(GIVEN RECORDS begins)

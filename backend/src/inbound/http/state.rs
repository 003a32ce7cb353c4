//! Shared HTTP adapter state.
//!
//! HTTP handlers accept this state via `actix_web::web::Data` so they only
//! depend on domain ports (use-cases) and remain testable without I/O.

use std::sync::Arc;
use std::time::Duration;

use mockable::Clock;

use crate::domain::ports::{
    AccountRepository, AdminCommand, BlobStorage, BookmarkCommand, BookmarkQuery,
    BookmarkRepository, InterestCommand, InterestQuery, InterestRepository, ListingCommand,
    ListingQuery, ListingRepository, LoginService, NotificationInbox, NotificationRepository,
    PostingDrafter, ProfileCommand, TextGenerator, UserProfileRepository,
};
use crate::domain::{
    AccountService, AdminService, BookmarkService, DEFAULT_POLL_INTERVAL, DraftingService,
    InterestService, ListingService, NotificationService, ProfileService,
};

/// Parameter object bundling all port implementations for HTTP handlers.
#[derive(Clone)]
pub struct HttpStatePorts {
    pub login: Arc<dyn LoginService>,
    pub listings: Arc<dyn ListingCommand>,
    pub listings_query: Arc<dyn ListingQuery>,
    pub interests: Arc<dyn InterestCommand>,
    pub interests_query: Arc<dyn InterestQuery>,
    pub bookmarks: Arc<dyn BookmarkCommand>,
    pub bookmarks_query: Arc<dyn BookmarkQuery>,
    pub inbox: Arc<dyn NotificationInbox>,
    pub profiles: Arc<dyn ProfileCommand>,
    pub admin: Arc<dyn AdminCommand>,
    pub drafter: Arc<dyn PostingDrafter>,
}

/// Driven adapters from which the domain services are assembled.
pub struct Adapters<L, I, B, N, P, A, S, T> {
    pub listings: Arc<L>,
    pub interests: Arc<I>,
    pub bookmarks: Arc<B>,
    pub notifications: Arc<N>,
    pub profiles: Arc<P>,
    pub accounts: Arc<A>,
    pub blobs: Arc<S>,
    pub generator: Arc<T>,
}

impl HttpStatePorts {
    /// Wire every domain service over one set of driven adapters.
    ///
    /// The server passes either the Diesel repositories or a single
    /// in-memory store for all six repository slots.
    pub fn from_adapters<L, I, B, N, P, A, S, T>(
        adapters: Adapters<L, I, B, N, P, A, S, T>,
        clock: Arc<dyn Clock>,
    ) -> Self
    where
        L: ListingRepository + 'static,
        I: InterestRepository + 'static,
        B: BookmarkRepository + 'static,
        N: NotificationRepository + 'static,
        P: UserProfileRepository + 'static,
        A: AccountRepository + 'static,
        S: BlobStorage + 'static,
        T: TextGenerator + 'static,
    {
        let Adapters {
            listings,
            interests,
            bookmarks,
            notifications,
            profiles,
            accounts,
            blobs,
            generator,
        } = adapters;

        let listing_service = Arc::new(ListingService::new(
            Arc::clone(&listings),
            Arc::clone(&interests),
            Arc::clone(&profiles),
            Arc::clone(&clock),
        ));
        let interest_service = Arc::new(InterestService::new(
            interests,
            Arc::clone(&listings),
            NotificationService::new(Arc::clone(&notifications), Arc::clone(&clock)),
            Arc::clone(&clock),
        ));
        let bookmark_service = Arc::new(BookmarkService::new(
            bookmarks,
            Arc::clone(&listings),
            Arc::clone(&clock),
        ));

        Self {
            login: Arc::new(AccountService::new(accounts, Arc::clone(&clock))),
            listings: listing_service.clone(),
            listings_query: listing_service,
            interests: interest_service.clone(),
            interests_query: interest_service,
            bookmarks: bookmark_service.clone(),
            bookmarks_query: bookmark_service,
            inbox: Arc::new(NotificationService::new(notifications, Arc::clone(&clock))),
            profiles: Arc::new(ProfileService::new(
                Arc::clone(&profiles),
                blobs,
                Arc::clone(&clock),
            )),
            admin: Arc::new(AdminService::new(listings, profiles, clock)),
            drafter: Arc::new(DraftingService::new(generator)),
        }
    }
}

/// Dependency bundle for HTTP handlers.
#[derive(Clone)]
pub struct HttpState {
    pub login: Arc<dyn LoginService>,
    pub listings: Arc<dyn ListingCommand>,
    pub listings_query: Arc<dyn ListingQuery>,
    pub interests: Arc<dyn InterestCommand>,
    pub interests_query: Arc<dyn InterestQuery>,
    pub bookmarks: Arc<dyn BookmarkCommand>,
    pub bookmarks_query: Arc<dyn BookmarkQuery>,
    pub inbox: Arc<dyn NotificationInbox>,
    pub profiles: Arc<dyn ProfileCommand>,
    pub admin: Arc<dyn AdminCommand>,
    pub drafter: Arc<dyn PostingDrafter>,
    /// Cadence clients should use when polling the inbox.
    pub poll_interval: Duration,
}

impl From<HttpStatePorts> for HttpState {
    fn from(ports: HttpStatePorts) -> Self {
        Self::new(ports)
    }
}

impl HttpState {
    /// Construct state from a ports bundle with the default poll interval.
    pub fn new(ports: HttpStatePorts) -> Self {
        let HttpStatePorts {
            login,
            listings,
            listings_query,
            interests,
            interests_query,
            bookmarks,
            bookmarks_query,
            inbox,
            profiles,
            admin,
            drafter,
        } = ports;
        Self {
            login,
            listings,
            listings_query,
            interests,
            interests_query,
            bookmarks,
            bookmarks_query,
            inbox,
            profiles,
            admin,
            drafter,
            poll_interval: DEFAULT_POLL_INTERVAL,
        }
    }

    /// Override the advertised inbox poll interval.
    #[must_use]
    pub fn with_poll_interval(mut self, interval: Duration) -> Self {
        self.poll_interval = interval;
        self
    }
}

(GIVEN RECORDS ends)

Task for the records above: copy every line in which the word "AdminService" occurs.

    AccountService, AdminService, BookmarkService, DEFAULT_POLL_INTERVAL, DraftingService,
            admin: Arc::new(AdminService::new(listings, profiles, clock)),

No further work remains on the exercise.